§ What you are asked to do
Lines with "prepared" in the entries below: count them and reply with the number alone.

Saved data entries
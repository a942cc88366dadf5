//! One-shot upload handles.
//!
//! An [`UploadHandle`] owns the open local reader for one upload from the
//! moment [`Uploader::prepare`] creates it. Exactly one terminal call,
//! `send` or `abort`, releases the reader; a state flag rejects any
//! later call.

use async_trait::async_trait;
use std::path::Path;
use std::sync::Arc;
use tracing::{debug, warn};

use crate::error::{Result, SyncError, TransferError};
use crate::fs::{BoxedReader, FileSystem, ObjectStore};

/// A prepared transfer that has not yet touched the store.
#[async_trait]
pub trait Transfer: Send {
    /// Destination key
    fn key(&self) -> &str;

    /// Issue the store request, releasing the local reader afterwards
    async fn send(&mut self) -> Result<u64>;

    /// Release the local reader without issuing any request
    fn abort(&mut self);

    /// Whether `send` or `abort` has been called
    fn is_finished(&self) -> bool;
}

#[derive(Debug, Clone, Copy, PartialEq, Eq)]
pub enum HandleState {
    Pending,
    Sent,
    Aborted,
}

/// Pending upload of one local file to one key.
pub struct UploadHandle {
    relative_path: String,
    key: String,
    reader: Option<BoxedReader>,
    store: Arc<dyn ObjectStore>,
    state: HandleState,
}

impl UploadHandle {
    pub fn relative_path(&self) -> &str {
        &self.relative_path
    }

    pub fn state(&self) -> HandleState {
        self.state
    }
}

impl std::fmt::Debug for UploadHandle {
    fn fmt(&self, f: &mut std::fmt::Formatter<'_>) -> std::fmt::Result {
        f.debug_struct("UploadHandle")
            .field("relative_path", &self.relative_path)
            .field("key", &self.key)
            .field("state", &self.state)
            .finish()
    }
}

#[async_trait]
impl Transfer for UploadHandle {
    fn key(&self) -> &str {
        &self.key
    }

    async fn send(&mut self) -> Result<u64> {
        if self.state != HandleState::Pending {
            return Err(TransferError::AlreadyFinished {
                key: self.key.clone(),
            }
            .into());
        }
        // Marked before the request so a failed send is still terminal
        self.state = HandleState::Sent;

        let mut reader = match self.reader.take() {
            Some(reader) => reader,
            None => {
                return Err(TransferError::AlreadyFinished {
                    key: self.key.clone(),
                }
                .into())
            }
        };
        let result = self.store.put(&self.key, &mut *reader).await;
        drop(reader);

        debug!(key = %self.key, ok = result.is_ok(), "upload handle sent");
        result
    }

    fn abort(&mut self) {
        if self.state != HandleState::Pending {
            warn!(key = %self.key, state = ?self.state, "abort on a finished upload handle");
            return;
        }
        self.state = HandleState::Aborted;
        self.reader.take();
        debug!(key = %self.key, "upload handle aborted");
    }

    fn is_finished(&self) -> bool {
        self.state != HandleState::Pending
    }
}

/// Factory for upload handles: the single place a local reader is opened.
#[derive(Clone)]
pub struct Uploader {
    fs: Arc<dyn FileSystem>,
    store: Arc<dyn ObjectStore>,
}

impl Uploader {
    pub fn new(fs: Arc<dyn FileSystem>, store: Arc<dyn ObjectStore>) -> Self {
        Self { fs, store }
    }

    /// Open `source` and bind it to `key` without contacting the store.
    pub async fn prepare(&self, relative_path: &str, source: &Path, key: String) -> Result<UploadHandle> {
        let reader = self
            .fs
            .open_read(source)
            .await
            .map_err(|e| SyncError::io(e, "opening", source))?;

        Ok(UploadHandle {
            relative_path: relative_path.to_string(),
            key,
            reader: Some(reader),
            store: Arc::clone(&self.store),
            state: HandleState::Pending,
        })
    }
}

#[cfg(test)]
mod tests {
    use super::*;
    use crate::fs::{LocalFs, MemoryStore};
    use tempfile::TempDir;

    async fn prepared(dir: &TempDir, store: Arc<MemoryStore>) -> UploadHandle {
        let source = dir.path().join("a.txt");
        std::fs::write(&source, b"alpha").unwrap();
        Uploader::new(Arc::new(LocalFs), store)
            .prepare("a.txt", &source, "root/a.txt".to_string())
            .await
            .unwrap()
    }

    #[tokio::test]
    async fn test_send_is_one_shot() {
        let dir = TempDir::new().unwrap();
        let store = Arc::new(MemoryStore::new());
        let mut handle = prepared(&dir, Arc::clone(&store)).await;

        assert_eq!(handle.send().await.unwrap(), 5);
        assert_eq!(handle.state(), HandleState::Sent);
        assert_eq!(store.object("root/a.txt").unwrap(), b"alpha");

        let err = handle.send().await.unwrap_err();
        assert_eq!(err.kind(), "transfer");
        assert_eq!(store.calls().put(), 1);
    }

    #[tokio::test]
    async fn test_abort_issues_no_request() {
        let dir = TempDir::new().unwrap();
        let store = Arc::new(MemoryStore::new());
        let mut handle = prepared(&dir, Arc::clone(&store)).await;

        handle.abort();
        assert!(handle.is_finished());
        assert!(handle.send().await.is_err());

        // Second abort is a no-op
        handle.abort();
        assert_eq!(handle.state(), HandleState::Aborted);
        assert_eq!(store.calls().put(), 0);
    }

    #[tokio::test]
    async fn test_prepare_missing_file() {
        let dir = TempDir::new().unwrap();
        let store: Arc<dyn ObjectStore> = Arc::new(MemoryStore::new());
        let uploader = Uploader::new(Arc::new(LocalFs), store);

        let err = uploader
            .prepare("gone.txt", &dir.path().join("gone.txt"), "gone.txt".to_string())
            .await
            .unwrap_err();
        assert_eq!(err.kind(), "io");
    }
}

§ Task result
4